### TASK OBJECTIVE:
The string "when" appears in some lines of the entries that follow; copy each such line.

[Dataset items]
======

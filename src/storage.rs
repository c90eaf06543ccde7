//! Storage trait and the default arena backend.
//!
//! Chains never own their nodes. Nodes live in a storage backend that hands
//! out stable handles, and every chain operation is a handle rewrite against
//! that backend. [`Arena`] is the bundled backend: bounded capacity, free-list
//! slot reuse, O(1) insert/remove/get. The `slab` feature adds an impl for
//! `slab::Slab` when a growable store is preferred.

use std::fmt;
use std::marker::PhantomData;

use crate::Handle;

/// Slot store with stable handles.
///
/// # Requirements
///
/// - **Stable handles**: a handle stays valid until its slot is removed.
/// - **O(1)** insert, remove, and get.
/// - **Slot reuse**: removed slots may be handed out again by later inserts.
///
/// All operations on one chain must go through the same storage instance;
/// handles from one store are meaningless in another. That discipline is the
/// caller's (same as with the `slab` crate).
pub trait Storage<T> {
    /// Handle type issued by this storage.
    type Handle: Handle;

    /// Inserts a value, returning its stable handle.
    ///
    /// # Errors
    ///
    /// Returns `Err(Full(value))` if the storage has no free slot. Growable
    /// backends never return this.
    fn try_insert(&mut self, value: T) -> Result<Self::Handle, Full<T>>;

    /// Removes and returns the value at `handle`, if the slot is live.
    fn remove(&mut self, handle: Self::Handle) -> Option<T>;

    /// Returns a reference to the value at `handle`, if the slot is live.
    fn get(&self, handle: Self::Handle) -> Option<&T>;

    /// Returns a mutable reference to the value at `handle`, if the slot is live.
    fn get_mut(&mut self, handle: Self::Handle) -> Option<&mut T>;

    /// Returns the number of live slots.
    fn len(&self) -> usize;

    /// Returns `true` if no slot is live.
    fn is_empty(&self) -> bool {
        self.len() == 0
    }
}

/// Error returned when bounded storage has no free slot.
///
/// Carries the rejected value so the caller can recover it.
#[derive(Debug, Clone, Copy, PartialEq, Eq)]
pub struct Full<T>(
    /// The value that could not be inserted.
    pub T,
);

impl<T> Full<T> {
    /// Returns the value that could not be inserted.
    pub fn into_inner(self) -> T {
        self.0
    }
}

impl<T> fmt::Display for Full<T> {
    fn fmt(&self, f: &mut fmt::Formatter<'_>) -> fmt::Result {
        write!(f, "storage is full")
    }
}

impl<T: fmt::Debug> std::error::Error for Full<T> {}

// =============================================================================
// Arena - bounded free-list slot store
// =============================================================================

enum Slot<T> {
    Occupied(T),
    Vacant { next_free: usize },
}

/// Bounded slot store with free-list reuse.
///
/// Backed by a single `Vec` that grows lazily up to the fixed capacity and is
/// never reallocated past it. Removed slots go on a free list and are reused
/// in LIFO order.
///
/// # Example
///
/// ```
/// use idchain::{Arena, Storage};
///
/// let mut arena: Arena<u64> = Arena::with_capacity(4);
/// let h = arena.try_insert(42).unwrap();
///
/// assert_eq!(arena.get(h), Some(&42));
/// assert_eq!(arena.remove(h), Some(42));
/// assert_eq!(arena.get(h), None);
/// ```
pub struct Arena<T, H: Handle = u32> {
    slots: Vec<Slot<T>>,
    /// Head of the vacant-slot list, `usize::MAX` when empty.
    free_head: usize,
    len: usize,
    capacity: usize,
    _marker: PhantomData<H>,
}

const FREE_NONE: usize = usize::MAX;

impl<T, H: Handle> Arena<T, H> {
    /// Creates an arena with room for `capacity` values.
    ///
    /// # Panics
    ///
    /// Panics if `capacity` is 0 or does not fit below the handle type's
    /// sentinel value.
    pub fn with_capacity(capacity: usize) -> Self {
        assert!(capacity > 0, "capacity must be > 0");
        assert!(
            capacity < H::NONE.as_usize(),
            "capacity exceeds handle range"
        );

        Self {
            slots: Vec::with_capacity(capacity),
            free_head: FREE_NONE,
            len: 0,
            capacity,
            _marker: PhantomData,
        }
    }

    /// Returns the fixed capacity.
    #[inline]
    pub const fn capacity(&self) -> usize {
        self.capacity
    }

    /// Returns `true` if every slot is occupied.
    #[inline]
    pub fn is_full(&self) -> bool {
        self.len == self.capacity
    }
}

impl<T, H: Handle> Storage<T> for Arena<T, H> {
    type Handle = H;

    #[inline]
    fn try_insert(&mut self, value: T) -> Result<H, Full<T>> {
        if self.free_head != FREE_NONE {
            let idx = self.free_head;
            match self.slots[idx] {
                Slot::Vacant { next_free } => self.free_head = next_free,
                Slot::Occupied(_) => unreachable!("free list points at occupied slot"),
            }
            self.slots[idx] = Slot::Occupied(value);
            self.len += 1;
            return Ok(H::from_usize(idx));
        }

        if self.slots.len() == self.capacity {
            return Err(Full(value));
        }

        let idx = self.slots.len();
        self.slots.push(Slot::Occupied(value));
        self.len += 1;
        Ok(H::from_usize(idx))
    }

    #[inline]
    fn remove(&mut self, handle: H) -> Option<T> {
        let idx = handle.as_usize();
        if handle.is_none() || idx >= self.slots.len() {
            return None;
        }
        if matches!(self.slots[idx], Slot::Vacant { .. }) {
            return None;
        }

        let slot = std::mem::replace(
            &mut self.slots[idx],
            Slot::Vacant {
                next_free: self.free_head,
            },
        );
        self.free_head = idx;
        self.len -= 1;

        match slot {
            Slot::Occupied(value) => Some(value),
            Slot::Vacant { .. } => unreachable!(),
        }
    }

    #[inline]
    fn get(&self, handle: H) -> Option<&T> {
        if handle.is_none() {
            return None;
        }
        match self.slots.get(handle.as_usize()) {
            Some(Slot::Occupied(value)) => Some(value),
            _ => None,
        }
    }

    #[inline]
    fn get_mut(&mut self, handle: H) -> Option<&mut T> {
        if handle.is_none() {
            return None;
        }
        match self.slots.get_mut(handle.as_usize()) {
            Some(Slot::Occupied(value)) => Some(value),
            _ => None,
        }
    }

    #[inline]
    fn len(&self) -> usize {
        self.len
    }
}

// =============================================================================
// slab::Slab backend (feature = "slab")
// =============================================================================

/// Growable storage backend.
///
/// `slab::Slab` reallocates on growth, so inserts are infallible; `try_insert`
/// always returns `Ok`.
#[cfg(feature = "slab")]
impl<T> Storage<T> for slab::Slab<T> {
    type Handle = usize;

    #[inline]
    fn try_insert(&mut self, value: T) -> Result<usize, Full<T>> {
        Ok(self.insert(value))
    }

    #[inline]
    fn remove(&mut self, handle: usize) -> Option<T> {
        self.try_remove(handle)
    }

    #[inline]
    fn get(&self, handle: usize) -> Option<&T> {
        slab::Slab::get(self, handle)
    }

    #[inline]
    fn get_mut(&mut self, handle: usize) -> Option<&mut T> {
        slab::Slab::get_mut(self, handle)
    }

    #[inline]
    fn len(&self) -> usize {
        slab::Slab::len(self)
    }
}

======

### RESULT:
//! `slab::Slab` when a growable store is preferred.
/// Error returned when bounded storage has no free slot.
    /// Head of the vacant-slot list, `usize::MAX` when empty.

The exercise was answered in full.